Mutational effects at the tetramerization site of nonerythroid alpha spectrin

Abstract

Spectrin, a prominent cytoskeletal protein, exerts its fundamental role in cellular function by forming a sub-membrane filamentous network. An essential aspect of spectrin network formation is the tetramerization of spectrin αβ heterodimers. We used laboratory methods, the yeast two-hybrid system and random mutagenesis, to investigate, for the first time, effects of amino acid mutations on tetramerization of nonerythroid (brain) spectrin (fodrin). Based on high sequence homology with erythroid spectrin, we assume the putative tetramerization region of nonerythroid α-spectrin at the N-terminal region. We introduced mutations in the region consisting of residues 1–45 and studied mutational effects on spectrin αβ association to form tetramers. We detected single, double, and triple mutations involving 24 residues in this region. These amino acid mutations of nonerythroid α-spectrin exhibit full, partial, or no effect on the association with nonerythroid β-spectrin. Single amino acid mutations in the region of residues 1–9 (D2Y, G5V, V6D, and V8M) did not affect the association. However, seven single mutations (I15F, I15N, R18G, V22D, R25P, Y26N, and R28P) affected the αβ association. These mutations were clustered in the region predicted by sequence alignment to be crucial in nonerythroid α-spectrin for tetramerization, a region that spanned residues 12–36, corresponding to the partial domain Helix C′ (residues 21–45) in erythroid α-spectrin.

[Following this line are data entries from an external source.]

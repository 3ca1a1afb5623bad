use axum::{
    http::StatusCode,
    response::{IntoResponse, Response},
    Json,
};
use serde::Serialize;
use serde_json::json;
use thiserror::Error;

use crate::storage::StorageError;

/// One rejected value in an inbound payload, addressed by its JSON path
/// (e.g. `fields.2.label`).
#[derive(Debug, Clone, PartialEq, Eq, Serialize)]
pub struct FieldViolation {
    pub path: String,
    pub message: String,
}

impl FieldViolation {
    pub fn new(path: impl Into<String>, message: impl Into<String>) -> Self {
        FieldViolation {
            path: path.into(),
            message: message.into(),
        }
    }
}

/// Application-level error type.
/// Implements `IntoResponse` so Axum handlers can return `Result<T, AppError>`.
#[derive(Debug, Error)]
pub enum AppError {
    #[error("Not found: {0}")]
    NotFound(String),

    #[error("Validation failed")]
    Validation(Vec<FieldViolation>),

    #[error("Unauthorized")]
    Unauthorized,

    #[error("Duplicate: {0}")]
    Duplicate(String),

    #[error("Storage error: {0}")]
    Storage(String),

    #[error("Internal server error: {0}")]
    Internal(#[from] anyhow::Error),
}

impl AppError {
    pub fn not_found(what: impl Into<String>) -> Self {
        AppError::NotFound(what.into())
    }
}

impl From<StorageError> for AppError {
    fn from(err: StorageError) -> Self {
        match err {
            StorageError::NotFound(msg) => AppError::NotFound(msg),
            StorageError::Duplicate(msg) => AppError::Duplicate(msg),
            StorageError::Database(msg) => AppError::Storage(msg),
        }
    }
}

impl IntoResponse for AppError {
    fn into_response(self) -> Response {
        let (status, code, message, details) = match self {
            AppError::NotFound(msg) => (StatusCode::NOT_FOUND, "NOT_FOUND", msg, None),
            AppError::Validation(violations) => (
                StatusCode::BAD_REQUEST,
                "VALIDATION_ERROR",
                "Invalid request payload".to_string(),
                Some(violations),
            ),
            AppError::Unauthorized => (
                StatusCode::UNAUTHORIZED,
                "UNAUTHORIZED",
                "Authentication required".to_string(),
                None,
            ),
            AppError::Duplicate(msg) => (StatusCode::BAD_REQUEST, "DUPLICATE", msg, None),
            AppError::Storage(msg) => {
                tracing::error!("Storage error: {msg}");
                (
                    StatusCode::INTERNAL_SERVER_ERROR,
                    "STORAGE_ERROR",
                    "A storage error occurred".to_string(),
                    None,
                )
            }
            AppError::Internal(e) => {
                tracing::error!("Internal error: {e:?}");
                (
                    StatusCode::INTERNAL_SERVER_ERROR,
                    "INTERNAL_ERROR",
                    "An internal server error occurred".to_string(),
                    None,
                )
            }
        };

        let body = match details {
            Some(violations) => Json(json!({
                "error": {
                    "code": code,
                    "message": message,
                    "details": violations,
                }
            })),
            None => Json(json!({
                "error": {
                    "code": code,
                    "message": message,
                }
            })),
        };

        (status, body).into_response()
    }
}

#[cfg(test)]
mod tests {
    use super::*;

    #[test]
    fn test_storage_error_mapping() {
        let err: AppError = StorageError::NotFound("Form not found".to_string()).into();
        assert!(matches!(err, AppError::NotFound(_)));

        let err: AppError = StorageError::Duplicate("Email already exists".to_string()).into();
        assert!(matches!(err, AppError::Duplicate(_)));

        let err: AppError = StorageError::Database("connection reset".to_string()).into();
        assert!(matches!(err, AppError::Storage(_)));
    }

    #[test]
    fn test_validation_response_is_bad_request() {
        let err = AppError::Validation(vec![FieldViolation::new("name", "name is required")]);
        let response = err.into_response();
        assert_eq!(response.status(), StatusCode::BAD_REQUEST);
    }

    #[test]
    fn test_not_found_response_status() {
        let response = AppError::not_found("QR code not found").into_response();
        assert_eq!(response.status(), StatusCode::NOT_FOUND);
    }
}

In addition, two other mutations, one upstream and one downstream of this region at positions 10 (E10D) and 37 (R37P), also affected the αβ association. Our results implied nonerythroid α-spectrin partial domain helix may be longer than Helix C′ (residues 21–45 and a total of 25 residues) in erythroid α-spectrin and spanned at least residues 10–37. It is interesting to note that seven out of these nine single mutations (I15F, I15N, R18G, V22D, R25P, Y26N, R37P) were at the a, d, e or g heptad positions based on sequence alignment with erythroid α-spectrin. Four of the mutated residues (I15, R18, V22, R25) are conserved in both erythroid and nonerythroid spectrin. These positions were previously identified as hot spots in erythroid α-spectrin that lead to severe hematological symptoms. This study clearly demonstrated that single mutation in a region predicted to be critical functionally in nonerythroid α-spectrin indeed leads to functional abnormalities and may lead to neurological disorders.